***** EXTRACTED ENTRIES

//! Export prices query
//!
//! The read side of the pipeline: a filter-driven query over stored records
//! and repackaging of the result as a CSV inside a zip archive. The whole
//! result is buffered in memory and returned as one unit.

use std::io::{Cursor, Write};

use chrono::NaiveDate;
use sqlx::{PgPool, QueryBuilder};
use zip::write::SimpleFileOptions;

use crate::features::prices::types::{ExportFilters, FilterError};

/// Query to export stored price records matching the given filters
#[derive(Debug, Clone, Default)]
pub struct ExportPricesQuery {
    pub filters: ExportFilters,
}

/// Errors that abort an export call
#[derive(Debug, thiserror::Error)]
pub enum ExportPricesError {
    #[error(transparent)]
    Filter(#[from] FilterError),

    #[error("Database error: {0}")]
    Database(#[from] sqlx::Error),

    #[error("csv write failed: {0}")]
    Csv(#[from] csv::Error),

    #[error("zip write failed: {0}")]
    Zip(#[from] zip::result::ZipError),

    #[error("buffer write failed: {0}")]
    Io(#[from] std::io::Error),
}

/// One exported row, as stored. `price` is the canonical decimal text.
#[derive(Debug, Clone, sqlx::FromRow)]
pub struct ExportRow {
    pub id: i64,
    pub name: String,
    pub category: String,
    pub price: String,
    pub create_date: NaiveDate,
}

/// Handler function for exporting prices.
///
/// Validates filters before any query runs, then returns a zip archive with
/// a single `data.csv` entry ordered by date, category, name.
#[tracing::instrument(skip(pool), fields(filters = ?query.filters))]
pub async fn handle(pool: PgPool, query: ExportPricesQuery) -> Result<Vec<u8>, ExportPricesError> {
    query.filters.validate()?;

    let rows = fetch_rows(&pool, &query.filters).await?;

    tracing::debug!(rows = rows.len(), "Export query matched rows");

    package_zip(&rows)
}

async fn fetch_rows(pool: &PgPool, filters: &ExportFilters) -> Result<Vec<ExportRow>, sqlx::Error> {
    let mut builder = QueryBuilder::<sqlx::Postgres>::new(
        "SELECT id, name, category, price::text AS price, create_date FROM prices WHERE 1=1",
    );

    if let Some(start) = filters.start {
        builder.push(" AND create_date >= ").push_bind(start);
    }
    if let Some(end) = filters.end {
        builder.push(" AND create_date <= ").push_bind(end);
    }
    // Integer thresholds are whole currency units: min=5 matches 5.00 and up.
    if let Some(min) = filters.min {
        builder
            .push(" AND price >= ")
            .push_bind(format!("{}.00", min))
            .push("::numeric");
    }
    if let Some(max) = filters.max {
        builder
            .push(" AND price <= ")
            .push_bind(format!("{}.00", max))
            .push("::numeric");
    }

    builder.push(" ORDER BY create_date, category, name");

    builder.build_query_as::<ExportRow>().fetch_all(pool).await
}

/// Serialize rows as `data.csv` inside an in-memory zip archive.
fn package_zip(rows: &[ExportRow]) -> Result<Vec<u8>, ExportPricesError> {
    let mut csv_writer = csv::Writer::from_writer(Vec::new());
    csv_writer.write_record(["id", "name", "category", "price", "create_date"])?;
    for row in rows {
        csv_writer.write_record([
            row.id.to_string(),
            row.name.clone(),
            row.category.clone(),
            row.price.clone(),
            row.create_date.format("%Y-%m-%d").to_string(),
        ])?;
    }
    let csv_bytes = csv_writer
        .into_inner()
        .map_err(|e| ExportPricesError::Io(e.into_error()))?;

    let mut zip_writer = zip::ZipWriter::new(Cursor::new(Vec::new()));
    zip_writer.start_file("data.csv", SimpleFileOptions::default())?;
    zip_writer.write_all(&csv_bytes)?;
    let cursor = zip_writer.finish()?;

    Ok(cursor.into_inner())
}

#[cfg(test)]
mod tests {
    use super::*;
    use std::io::Read;

    fn row(id: i64, name: &str, category: &str, price: &str, date: &str) -> ExportRow {
        ExportRow {
            id,
            name: name.to_string(),
            category: category.to_string(),
            price: price.to_string(),
            create_date: NaiveDate::parse_from_str(date, "%Y-%m-%d").unwrap(),
        }
    }

    fn unzip_data_csv(zip_bytes: &[u8]) -> String {
        let mut archive = zip::ZipArchive::new(Cursor::new(zip_bytes)).unwrap();
        assert_eq!(archive.len(), 1);
        let mut file = archive.by_name("data.csv").unwrap();
        let mut contents = String::new();
        file.read_to_string(&mut contents).unwrap();
        contents
    }

    #[test]
    fn test_package_zip_single_entry_with_header() {
        let zip_bytes = package_zip(&[]).unwrap();
        let csv = unzip_data_csv(&zip_bytes);
        assert_eq!(csv, "id,name,category,price,create_date\n");
    }

    #[test]
    fn test_package_zip_preserves_row_order_and_format() {
        let rows = vec![
            row(1, "Apple", "Fruit", "1.50", "2024-01-01"),
            row(2, "Desk", "Furniture", "120.00", "2024-01-02"),
        ];
        let zip_bytes = package_zip(&rows).unwrap();
        let csv = unzip_data_csv(&zip_bytes);
        assert_eq!(
            csv,
            "id,name,category,price,create_date\n\
             1,Apple,Fruit,1.50,2024-01-01\n\
             2,Desk,Furniture,120.00,2024-01-02\n"
        );
    }

    #[test]
    fn test_package_zip_quotes_fields_with_commas() {
        let rows = vec![row(7, "Nuts, mixed", "Snacks", "3.25", "2024-03-03")];
        let zip_bytes = package_zip(&rows).unwrap();
        let csv = unzip_data_csv(&zip_bytes);
        assert!(csv.contains("\"Nuts, mixed\""));
    }
}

**********

Please copy out every entry word for word.

//! Export prices query
//!
//! The read side of the pipeline: a filter-driven query over stored records
//! and repackaging of the result as a CSV inside a zip archive. The whole
//! result is buffered in memory and returned as one unit.

use std::io::{Cursor, Write};

use chrono::NaiveDate;
use sqlx::{PgPool, QueryBuilder};
use zip::write::SimpleFileOptions;

use crate::features::prices::types::{ExportFilters, FilterError};

/// Query to export stored price records matching the given filters
#[derive(Debug, Clone, Default)]
pub struct ExportPricesQuery {
    pub filters: ExportFilters,
}

/// Errors that abort an export call
#[derive(Debug, thiserror::Error)]
pub enum ExportPricesError {
    #[error(transparent)]
    Filter(#[from] FilterError),

    #[error("Database error: {0}")]
    Database(#[from] sqlx::Error),

    #[error("csv write failed: {0}")]
    Csv(#[from] csv::Error),

    #[error("zip write failed: {0}")]
    Zip(#[from] zip::result::ZipError),

    #[error("buffer write failed: {0}")]
    Io(#[from] std::io::Error),
}

/// One exported row, as stored. `price` is the canonical decimal text.
#[derive(Debug, Clone, sqlx::FromRow)]
pub struct ExportRow {
    pub id: i64,
    pub name: String,
    pub category: String,
    pub price: String,
    pub create_date: NaiveDate,
}

/// Handler function for exporting prices.
///
/// Validates filters before any query runs, then returns a zip archive with
/// a single `data.csv` entry ordered by date, category, name.
#[tracing::instrument(skip(pool), fields(filters = ?query.filters))]
pub async fn handle(pool: PgPool, query: ExportPricesQuery) -> Result<Vec<u8>, ExportPricesError> {
    query.filters.validate()?;

    let rows = fetch_rows(&pool, &query.filters).await?;

    tracing::debug!(rows = rows.len(), "Export query matched rows");

    package_zip(&rows)
}

async fn fetch_rows(pool: &PgPool, filters: &ExportFilters) -> Result<Vec<ExportRow>, sqlx::Error> {
    let mut builder = QueryBuilder::<sqlx::Postgres>::new(
        "SELECT id, name, category, price::text AS price, create_date FROM prices WHERE 1=1",
    );

    if let Some(start) = filters.start {
        builder.push(" AND create_date >= ").push_bind(start);
    }
    if let Some(end) = filters.end {
        builder.push(" AND create_date <= ").push_bind(end);
    }
    // Integer thresholds are whole currency units: min=5 matches 5.00 and up.
    if let Some(min) = filters.min {
        builder
            .push(" AND price >= ")
            .push_bind(format!("{}.00", min))
            .push("::numeric");
    }
    if let Some(max) = filters.max {
        builder
            .push(" AND price <= ")
            .push_bind(format!("{}.00", max))
            .push("::numeric");
    }

    builder.push(" ORDER BY create_date, category, name");

    builder.build_query_as::<ExportRow>().fetch_all(pool).await
}

/// Serialize rows as `data.csv` inside an in-memory zip archive.
fn package_zip(rows: &[ExportRow]) -> Result<Vec<u8>, ExportPricesError> {
    let mut csv_writer = csv::Writer::from_writer(Vec::new());
    csv_writer.write_record(["id", "name", "category", "price", "create_date"])?;
    for row in rows {
        csv_writer.write_record([
            row.id.to_string(),
            row.name.clone(),
            row.category.clone(),
            row.price.clone(),
            row.create_date.format("%Y-%m-%d").to_string(),
        ])?;
    }
    let csv_bytes = csv_writer
        .into_inner()
        .map_err(|e| ExportPricesError::Io(e.into_error()))?;

    let mut zip_writer = zip::ZipWriter::new(Cursor::new(Vec::new()));
    zip_writer.start_file("data.csv", SimpleFileOptions::default())?;
    zip_writer.write_all(&csv_bytes)?;
    let cursor = zip_writer.finish()?;

    Ok(cursor.into_inner())
}

#[cfg(test)]
mod tests {
    use super::*;
    use std::io::Read;

    fn row(id: i64, name: &str, category: &str, price: &str, date: &str) -> ExportRow {
        ExportRow {
            id,
            name: name.to_string(),
            category: category.to_string(),
            price: price.to_string(),
            create_date: NaiveDate::parse_from_str(date, "%Y-%m-%d").unwrap(),
        }
    }

    fn unzip_data_csv(zip_bytes: &[u8]) -> String {
        let mut archive = zip::ZipArchive::new(Cursor::new(zip_bytes)).unwrap();
        assert_eq!(archive.len(), 1);
        let mut file = archive.by_name("data.csv").unwrap();
        let mut contents = String::new();
        file.read_to_string(&mut contents).unwrap();
        contents
    }

    #[test]
    fn test_package_zip_single_entry_with_header() {
        let zip_bytes = package_zip(&[]).unwrap();
        let csv = unzip_data_csv(&zip_bytes);
        assert_eq!(csv, "id,name,category,price,create_date\n");
    }

    #[test]
    fn test_package_zip_preserves_row_order_and_format() {
        let rows = vec![
            row(1, "Apple", "Fruit", "1.50", "2024-01-01"),
            row(2, "Desk", "Furniture", "120.00", "2024-01-02"),
        ];
        let zip_bytes = package_zip(&rows).unwrap();
        let csv = unzip_data_csv(&zip_bytes);
        assert_eq!(
            csv,
            "id,name,category,price,create_date\n\
             1,Apple,Fruit,1.50,2024-01-01\n\
             2,Desk,Furniture,120.00,2024-01-02\n"
        );
    }

    #[test]
    fn test_package_zip_quotes_fields_with_commas() {
        let rows = vec![row(7, "Nuts, mixed", "Snacks", "3.25", "2024-03-03")];
        let zip_bytes = package_zip(&rows).unwrap();
        let csv = unzip_data_csv(&zip_bytes);
        assert!(csv.contains("\"Nuts, mixed\""));
    }
}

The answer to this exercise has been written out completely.